YOUR ASSIGNMENT — Would you return the lines between the one holding "usize, parent: Option<NodeHandle>)" and the one holding "notifications are routed.", inclusive, and only those, exactly as they stand in the listing below?

TASK INPUT —
◆ ◆ ◆ ◆ ◆ ◆ ◆
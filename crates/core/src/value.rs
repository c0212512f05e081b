use serde::{Deserialize, Serialize};

/// Column value exposed by a source item to the rendering consumer.
///
/// Values are pulled live at call time; the adapter never copies row
/// content into its caches.
#[derive(Clone, Debug, PartialEq, Serialize, Deserialize)]
#[serde(untagged)]
pub enum Value {
    Null,
    Bool(bool),
    Integer(i64),
    Number(f64),
    String(String),
    Array(Vec<Value>),
}

impl Value {
    pub fn is_null(&self) -> bool {
        matches!(self, Value::Null)
    }

    pub fn as_bool(&self) -> Option<bool> {
        match self {
            Value::Bool(value) => Some(*value),
            _ => None,
        }
    }

    pub fn as_integer(&self) -> Option<i64> {
        match self {
            Value::Integer(value) => Some(*value),
            _ => None,
        }
    }

    pub fn as_number(&self) -> Option<f64> {
        match self {
            Value::Integer(value) => Some(*value as f64),
            Value::Number(value) => Some(*value),
            _ => None,
        }
    }

    pub fn as_str(&self) -> Option<&str> {
        match self {
            Value::String(value) => Some(value),
            _ => None,
        }
    }
}

impl Default for Value {
    fn default() -> Self {
        Value::Null
    }
}

impl From<bool> for Value {
    fn from(value: bool) -> Self {
        Value::Bool(value)
    }
}

impl From<i32> for Value {
    fn from(value: i32) -> Self {
        Value::Integer(i64::from(value))
    }
}

impl From<i64> for Value {
    fn from(value: i64) -> Self {
        Value::Integer(value)
    }
}

impl From<f64> for Value {
    fn from(value: f64) -> Self {
        Value::Number(value)
    }
}

impl From<&str> for Value {
    fn from(value: &str) -> Self {
        Value::String(value.to_owned())
    }
}

impl From<String> for Value {
    fn from(value: String) -> Self {
        Value::String(value)
    }
}

impl From<Vec<Value>> for Value {
    fn from(values: Vec<Value>) -> Self {
        Value::Array(values)
    }
}
use crate::handle::NodeHandle;
use treebind_core::source::{ChildEnumerator, CollectionId, IndexedChildren, ItemRef};

/// One adapted row: a source item plus its position and topology metadata.
///
/// `parent` is fixed for the node's whole lifetime. Reparenting in the
/// source is modeled as remove + insert, never as pointer mutation.
pub(crate) struct Node {
    pub item: ItemRef,
    /// Sibling index; accurate only while the parent's cache has not been
    /// invalidated since the node was linked.
    pub index: usize,
    pub parent: Option<NodeHandle>,
    pub prev: Option<NodeHandle>,
    pub next: Option<NodeHandle>,
    pub children: ChildrenState,
}

impl Node {
    pub fn new(item: ItemRef, index: usize, parent: Option<NodeHandle>) -> Self {
        Self { item, index, parent, prev: None, next: None, children: ChildrenState::Unopened }
    }
}

/// Child discovery state of one parent.
pub(crate) enum ChildrenState {
    /// The source has not been asked yet.
    Unopened,
    /// The source reported no child collection; terminal until a reset.
    Empty,
    /// Discovery is underway; the cache tracks the enumerated prefix.
    Open(Box<ChildrenCache>),
}

/// Incrementally discovered children of one parent.
pub(crate) struct ChildrenCache {
    /// Registration ticket under which change notifications are routed.
    pub collection: CollectionId,
    pub store: ChildStore,
    /// Total size when cheaply known: always present for indexed stores,
    /// pinned at exhaustion for sequential ones.
    pub known_count: Option<usize>,
    pub head: Option<NodeHandle>,
    pub tail: Option<NodeHandle>,
    /// Length of the materialized prefix. The sibling chain is always
    /// contiguous from index zero.
    pub materialized: usize,
    pub progress: Progress,
    /// Last visited (index, handle). Traversal resumes here when moving
    /// forward and never walks backward.
    pub hint: Option<(usize, NodeHandle)>,
}

impl ChildrenCache {
    pub fn indexed(collection: CollectionId, store: Box<dyn IndexedChildren>) -> Self {
        let known = store.len();
        Self {
            collection,
            store: ChildStore::Indexed(store),
            known_count: Some(known),
            head: None,
            tail: None,
            materialized: 0,
            progress: Progress::NotStarted,
            hint: None,
        }
    }

    pub fn sequential(collection: CollectionId, items: ChildEnumerator) -> Self {
        Self {
            collection,
            store: ChildStore::Sequential(items),
            known_count: None,
            head: None,
            tail: None,
            materialized: 0,
            progress: Progress::NotStarted,
            hint: None,
        }
    }

    pub fn is_indexed(&self) -> bool {
        matches!(self.store, ChildStore::Indexed(_))
    }
}

/// Where further items of a collection come from.
pub(crate) enum ChildStore {
    Indexed(Box<dyn IndexedChildren>),
    Sequential(ChildEnumerator),
}

/// Enumerator progress of one child cache.
#[derive(Clone, Copy, Debug, PartialEq, Eq)]
pub(crate) enum Progress {
    NotStarted,
    InProgress,
    Exhausted,
}
use quick_xml::de::from_str;
use serde::Deserialize;
use thiserror::Error;
use treebind_core::Value;

/// Declarative builder for one mock item.
#[derive(Clone, Debug, Default)]
pub struct ItemSpec {
    pub(crate) values: Vec<Value>,
    pub(crate) children: Vec<ItemSpec>,
    pub(crate) expose_children: bool,
}

impl ItemSpec {
    pub fn new(values: Vec<Value>) -> Self {
        Self { values, children: Vec::new(), expose_children: false }
    }

    /// Single-column item whose label occupies column zero.
    pub fn labeled(label: impl Into<String>) -> Self {
        Self::new(vec![Value::String(label.into())])
    }

    pub fn with_value(mut self, value: impl Into<Value>) -> Self {
        self.values.push(value.into());
        self
    }

    pub fn with_child(mut self, child: ItemSpec) -> Self {
        self.children.push(child);
        self
    }

    pub fn with_children<I>(mut self, children: I) -> Self
    where
        I: IntoIterator<Item = ItemSpec>,
    {
        self.children.extend(children);
        self
    }

    /// Exposes an (initially empty) live child collection so the item can
    /// grow children later. Without this, a childless item reports no
    /// child collection at all.
    pub fn with_children_enabled(mut self) -> Self {
        self.expose_children = true;
        self
    }

    pub fn values(&self) -> &[Value] {
        &self.values
    }

    pub fn children(&self) -> &[ItemSpec] {
        &self.children
    }
}

/// Root-level description of a mock tree.
#[derive(Clone, Debug, Default)]
pub struct MockTree {
    pub(crate) roots: Vec<ItemSpec>,
}

impl MockTree {
    pub fn new(roots: Vec<ItemSpec>) -> Self {
        Self { roots }
    }

    pub fn roots(&self) -> &[ItemSpec] {
        &self.roots
    }

    /// Widest value row anywhere in the tree.
    pub fn column_count(&self) -> usize {
        fn widest(specs: &[ItemSpec]) -> usize {
            specs
                .iter()
                .map(|spec| spec.values.len().max(widest(&spec.children)))
                .max()
                .unwrap_or(0)
        }
        widest(&self.roots)
    }

    /// Loads a tree from its XML form, e.g.
    /// `<tree><item values="Alpha|1"><item label="Beta"/></item></tree>`.
    /// The `values` attribute is `|`-separated with each chunk typed as
    /// bool, integer, number or string, whichever parses first.
    pub fn from_xml(xml: &str) -> Result<Self, TreeLoadError> {
        let parsed: XmlTree = from_str(xml)?;
        let mut roots = Vec::new();
        for item in parsed.items {
            roots.push(build_spec(item)?);
        }
        Ok(MockTree::new(roots))
    }
}

#[derive(Debug, Deserialize)]
struct XmlTree {
    #[serde(rename = "item", default)]
    items: Vec<XmlItem>,
}

#[derive(Debug, Deserialize)]
struct XmlItem {
    #[serde(rename = "@label")]
    label: Option<String>,
    #[serde(rename = "@values")]
    values: Option<String>,
    #[serde(rename = "@growable")]
    growable: Option<bool>,
    #[serde(rename = "item", default)]
    children: Vec<XmlItem>,
}

fn build_spec(item: XmlItem) -> Result<ItemSpec, TreeLoadError> {
    let values = match (&item.values, &item.label) {
        (Some(values), _) => values.split('|').map(parse_value).collect(),
        (None, Some(label)) => vec![Value::from(label.clone())],
        (None, None) => return Err(TreeLoadError::MissingValues),
    };
    let mut spec = ItemSpec::new(values);
    if item.growable.unwrap_or(false) {
        spec = spec.with_children_enabled();
    }
    for child in item.children {
        spec = spec.with_child(build_spec(child)?);
    }
    Ok(spec)
}

fn parse_value(chunk: &str) -> Value {
    let chunk = chunk.trim();
    if let Ok(boolean) = chunk.parse::<bool>() {
        return Value::from(boolean);
    }
    if let Ok(integer) = chunk.parse::<i64>() {
        return Value::from(integer);
    }
    if let Ok(number) = chunk.parse::<f64>() {
        return Value::from(number);
    }
    Value::from(chunk)
}

#[derive(Debug, Error)]
pub enum TreeLoadError {
    #[error("XML parsing failed: {0}")]
    Xml(#[from] quick_xml::DeError),
    #[error("item is missing both 'values' and 'label' attributes")]
    MissingValues,
}

#[cfg(test)]
mod tests {
    use super::*;
    use rstest::rstest;

    #[rstest]
    fn builds_nested_specs_from_xml() {
        let tree = MockTree::from_xml(
            r#"<tree>
                 <item values="Alpha|1">
                   <item label="Beta"/>
                 </item>
                 <item values="Gamma|true" growable="true"/>
               </tree>"#,
        )
        .expect("parse");

        assert_eq!(tree.roots().len(), 2);
        assert_eq!(tree.column_count(), 2);
        let alpha = &tree.roots()[0];
        assert_eq!(alpha.values(), &[Value::from("Alpha"), Value::from(1)]);
        assert_eq!(alpha.children().len(), 1);
        assert_eq!(alpha.children()[0].values(), &[Value::from("Beta")]);
        let gamma = &tree.roots()[1];
        assert_eq!(gamma.values()[1], Value::Bool(true));
        assert!(gamma.expose_children);
    }

    #[rstest]
    fn rejects_items_without_values() {
        let error = MockTree::from_xml("<tree><item/></tree>").unwrap_err();
        assert!(matches!(error, TreeLoadError::MissingValues));
    }

    #[rstest]
    fn types_value_chunks_like_attributes() {
        assert_eq!(parse_value("true"), Value::Bool(true));
        assert_eq!(parse_value("42"), Value::Integer(42));
        assert_eq!(parse_value("1.25"), Value::Number(1.25));
        assert_eq!(parse_value("plain"), Value::String("plain".into()));
    }
}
◆ ◆ ◆ ◆ ◆ ◆ ◆
WRITTEN ANSWER —
    pub fn new(item: ItemRef, index: usize, parent: Option<NodeHandle>) -> Self {
        Self { item, index, parent, prev: None, next: None, children: ChildrenState::Unopened }
    }
}

/// Child discovery state of one parent.
pub(crate) enum ChildrenState {
    /// The source has not been asked yet.
    Unopened,
    /// The source reported no child collection; terminal until a reset.
    Empty,
    /// Discovery is underway; the cache tracks the enumerated prefix.
    Open(Box<ChildrenCache>),
}

/// Incrementally discovered children of one parent.
pub(crate) struct ChildrenCache {
    /// Registration ticket under which change notifications are routed.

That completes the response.